_Exercise objective_
From the records below, transcribe exactly the lines that begin at the line with "let outcome = session.save(&result, &mut" and end at the line with "pub enum WardrobeError", both included.
-=-=-=-=-
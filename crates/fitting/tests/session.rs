use std::{
    sync::{
        Mutex,
        atomic::{AtomicUsize, Ordering},
    },
    time::Duration,
};

use patternfit_core::{Gender, catalog};
use patternfit_fitting::{
    FittingError, FittingSession, Photo, PhotoError, SelectionDraft, SelectionError, Stage,
    Tailor, TryOnRequest, prompt,
};
use patternfit_measure::{Estimator, EstimatorConfig, Measure, NoJitter};
use patternfit_wardrobe::{MemoryStore, Wardrobe};
use thiserror::Error;

#[derive(Debug, Error)]
#[error("model unavailable")]
struct Unavailable;

/// Records requests and answers with canned output.
#[derive(Default)]
struct MockTailor {
    calls: AtomicUsize,
    prompts: Mutex<Vec<String>>,
    fail_try_on: bool,
    fail_feedback: bool,
}

impl Tailor for MockTailor {
    type Error = Unavailable;

    async fn try_on(&self, request: &TryOnRequest) -> Result<Vec<u8>, Unavailable> {
        self.calls.fetch_add(1, Ordering::SeqCst);
        self.prompts.lock().unwrap().push(prompt(request));
        tokio::time::sleep(Duration::from_millis(20)).await;
        if self.fail_try_on {
            return Err(Unavailable);
        }
        Ok(vec![0xff, 0xd8, 0xff])
    }

    async fn feedback(&self, _request: &TryOnRequest) -> Result<String, Unavailable> {
        self.calls.fetch_add(1, Ordering::SeqCst);
        tokio::time::sleep(Duration::from_millis(20)).await;
        if self.fail_feedback {
            return Err(Unavailable);
        }
        Ok("The waist will be snug.".into())
    }
}

fn female_draft() -> SelectionDraft {
    SelectionDraft::new()
        .gender(Gender::Female)
        .style(catalog::find_style("iro-buba").unwrap())
        .fabric(catalog::find_fabric("ankara").unwrap())
        .height_inches(68.0)
}

fn photo() -> Photo {
    Photo::new(vec![0; 2048], "image/jpeg")
}

fn session(tailor: MockTailor) -> FittingSession<MockTailor, NoJitter> {
    FittingSession::with_estimator(tailor, Estimator::new(NoJitter))
}

#[tokio::test]
async fn runs_a_female_fitting() {
    let _ = tracing_subscriber::fmt().with_test_writer().try_init();

    let mut session = session(MockTailor::default());
    let result = session.run(female_draft(), photo()).await.unwrap();

    assert_eq!(result.style.id, "iro-buba");
    assert_eq!(result.measurements.gender(), Gender::Female);
    assert_eq!(result.measurements.len(), 14);
    assert_eq!(result.measurements.get(Measure::Waist), Some(30.6));
    assert_eq!(result.image, [0xff, 0xd8, 0xff]);
    assert_eq!(result.feedback, "The waist will be snug.");

    let tailor = session.tailor();
    assert_eq!(tailor.calls.load(Ordering::SeqCst), 2);
    let prompts = tailor.prompts.lock().unwrap();
    assert!(prompts[0].contains("Iro and Buba"));
    assert!(prompts[0].contains("- Waist: 30.6 in"));
}

#[tokio::test(start_paused = true)]
async fn tailor_calls_run_concurrently() {
    let config = EstimatorConfig::default()
        .with_seed(7)
        .with_latency(Duration::from_millis(100));
    let mut session = FittingSession::from_config(MockTailor::default(), &config);

    let start = tokio::time::Instant::now();
    session.run(female_draft(), photo()).await.unwrap();

    // Latency plus one 20 ms call, not two.
    let elapsed = start.elapsed();
    assert!(elapsed >= Duration::from_millis(120), "{elapsed:?}");
    assert!(elapsed < Duration::from_millis(140), "{elapsed:?}");
}

#[tokio::test]
async fn bad_inputs_skip_the_tailor() {
    let mut session = session(MockTailor::default());

    let incomplete = SelectionDraft::new().gender(Gender::Male);
    let err = session.run(incomplete, photo()).await.unwrap_err();
    assert!(matches!(
        err,
        FittingError::Selection(SelectionError::Incomplete("style"))
    ));
    assert!(err.is_input_error());

    let pdf = Photo::new(vec![1], "application/pdf");
    let err = session.run(female_draft(), pdf).await.unwrap_err();
    assert!(matches!(
        err,
        FittingError::Photo(PhotoError::NotAnImage { .. })
    ));

    assert_eq!(session.tailor().calls.load(Ordering::SeqCst), 0);
}

#[tokio::test]
async fn tailor_failures_name_the_stage() {
    let mut failing = session(MockTailor {
        fail_feedback: true,
        ..MockTailor::default()
    });
    let err = failing.run(female_draft(), photo()).await.unwrap_err();
    assert!(matches!(err, FittingError::Tailor { stage: Stage::Feedback, .. }));
    assert!(!err.is_input_error());

    let mut both = session(MockTailor {
        fail_try_on: true,
        fail_feedback: true,
        ..MockTailor::default()
    });
    let err = both.run(female_draft(), photo()).await.unwrap_err();
    assert!(matches!(err, FittingError::Tailor { stage: Stage::TryOn, .. }));
    assert_eq!(err.to_string(), "tailor failed to produce the try-on image");
}

#[tokio::test]
async fn saves_result_to_wardrobe() {
    let mut session = session(MockTailor::default());
    let mut wardrobe = Wardrobe::new(MemoryStore::new());

    let result = session.run(female_draft(), photo()).await.unwrap();
    let outcome = session.save(&result, &mut wardrobe).unwrap();
    assert!(outcome.evicted.is_empty());

    let saved = wardrobe.list().unwrap();
    assert_eq!(saved.len(), 1);
    assert_eq!(saved[0].style.id, "iro-buba");
    assert_eq!(saved[0].fabric.name, "Ankara");
    assert_eq!(saved[0].measurements, result.measurements);
    assert_eq!(saved[0].generated_image, result.image);
}
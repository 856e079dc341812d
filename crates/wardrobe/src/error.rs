use thiserror::Error;

use crate::store::StoreError;

/// Errors returned by the wardrobe and the fabric shelf.
#[derive(Debug, Error)]
#[non_exhaustive]
pub enum WardrobeError {
    /// The new fit does not fit in storage, even without the `evicted` oldest
    /// fits. Storage is left as it was before the save.
    #[error("wardrobe is full: the new fit could not be saved after dropping {evicted} older fits")]
    Full {
        evicted: usize,
        #[source]
        source: StoreError,
    },

    /// Only fabrics with inline image data can be kept on the shelf.
    #[error("fabric `{id}` has no inline image data to save")]
    NotInline { id: String },

    /// The underlying store failed.
    #[error(transparent)]
    Store(#[from] StoreError),

    /// A record could not be encoded as JSON.
    #[error("failed to encode records")]
    Encode(#[source] serde_json::Error),
}
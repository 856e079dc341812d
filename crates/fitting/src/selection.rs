use patternfit_core::{Fabric, Gender, Height, Style, constraint::ConstraintError};
use thiserror::Error;

/// Reasons a selection cannot start a fitting.
#[derive(Debug, Clone, PartialEq, Eq, Error)]
#[non_exhaustive]
pub enum SelectionError {
    /// A required choice has not been made.
    #[error("selection is incomplete: choose a {0} first")]
    Incomplete(&'static str),

    /// The chosen style is cut for the other gender.
    #[error("style `{style}` is not available for {gender}")]
    StyleGenderMismatch { style: String, gender: Gender },

    /// The height is not finite and positive.
    #[error("invalid height: {0}")]
    InvalidHeight(#[from] ConstraintError),
}

/// The choices made so far, in the order a user makes them.
///
/// Changing the gender clears the style and fabric, since both depend on it.
#[derive(Debug, Clone, Default, PartialEq)]
pub struct SelectionDraft {
    pub gender: Option<Gender>,
    pub style: Option<Style>,
    pub fabric: Option<Fabric>,
    pub design: Option<String>,
    pub height_inches: Option<f64>,
}

impl SelectionDraft {
    /// Creates an empty draft.
    #[must_use]
    pub fn new() -> Self {
        Self::default()
    }

    /// Chooses a gender, clearing the style and fabric if it changed.
    #[must_use]
    pub fn gender(mut self, gender: Gender) -> Self {
        if self.gender != Some(gender) {
            self.style = None;
            self.fabric = None;
        }
        self.gender = Some(gender);
        self
    }

    /// Chooses a garment style.
    #[must_use]
    pub fn style(self, style: Style) -> Self {
        Self {
            style: Some(style),
            ..self
        }
    }

    /// Chooses a fabric.
    #[must_use]
    pub fn fabric(self, fabric: Fabric) -> Self {
        Self {
            fabric: Some(fabric),
            ..self
        }
    }

    /// Chooses a sleeve length or design variant.
    #[must_use]
    pub fn design(self, design: impl Into<String>) -> Self {
        Self {
            design: Some(design.into()),
            ..self
        }
    }

    /// Enters the height in inches.
    #[must_use]
    pub fn height_inches(self, inches: f64) -> Self {
        Self {
            height_inches: Some(inches),
            ..self
        }
    }

    /// Returns `true` once every required choice is made and valid.
    #[must_use]
    pub fn is_complete(&self) -> bool {
        self.clone().validate().is_ok()
    }

    /// Checks the draft and produces a [`Selection`].
    ///
    /// # Errors
    ///
    /// Returns a [`SelectionError`] if a choice is missing, the style does
    /// not match the gender, or the height is invalid.
    pub fn validate(self) -> Result<Selection, SelectionError> {
        let gender = self.gender.ok_or(SelectionError::Incomplete("gender"))?;
        let style = self.style.ok_or(SelectionError::Incomplete("style"))?;
        let fabric = self.fabric.ok_or(SelectionError::Incomplete("fabric"))?;
        let inches = self.height_inches.ok_or(SelectionError::Incomplete("height"))?;

        if style.gender != gender {
            return Err(SelectionError::StyleGenderMismatch {
                style: style.id,
                gender,
            });
        }

        Ok(Selection {
            gender,
            style,
            fabric,
            design: self.design,
            height: Height::from_inches(inches)?,
        })
    }
}

/// A complete, validated set of choices for one fitting.
#[derive(Debug, Clone, PartialEq)]
pub struct Selection {
    gender: Gender,
    style: Style,
    fabric: Fabric,
    design: Option<String>,
    height: Height,
}

impl Selection {
    #[must_use]
    pub fn gender(&self) -> Gender {
        self.gender
    }

    #[must_use]
    pub fn style(&self) -> &Style {
        &self.style
    }

    #[must_use]
    pub fn fabric(&self) -> &Fabric {
        &self.fabric
    }

    #[must_use]
    pub fn design(&self) -> Option<&str> {
        self.design.as_deref()
    }

    #[must_use]
    pub fn height(&self) -> Height {
        self.height
    }
}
-=-=-=-=-
_Exercise response_
    let outcome = session.save(&result, &mut wardrobe).unwrap();
    assert!(outcome.evicted.is_empty());

    let saved = wardrobe.list().unwrap();
    assert_eq!(saved.len(), 1);
    assert_eq!(saved[0].style.id, "iro-buba");
    assert_eq!(saved[0].fabric.name, "Ankara");
    assert_eq!(saved[0].measurements, result.measurements);
    assert_eq!(saved[0].generated_image, result.image);
}
repository 856e079dc341812d
filename crates/wardrobe/src/error.rs
use thiserror::Error;

use crate::store::StoreError;

/// Errors returned by the wardrobe and the fabric shelf.
#[derive(Debug, Error)]
#[non_exhaustive]
pub enum WardrobeError {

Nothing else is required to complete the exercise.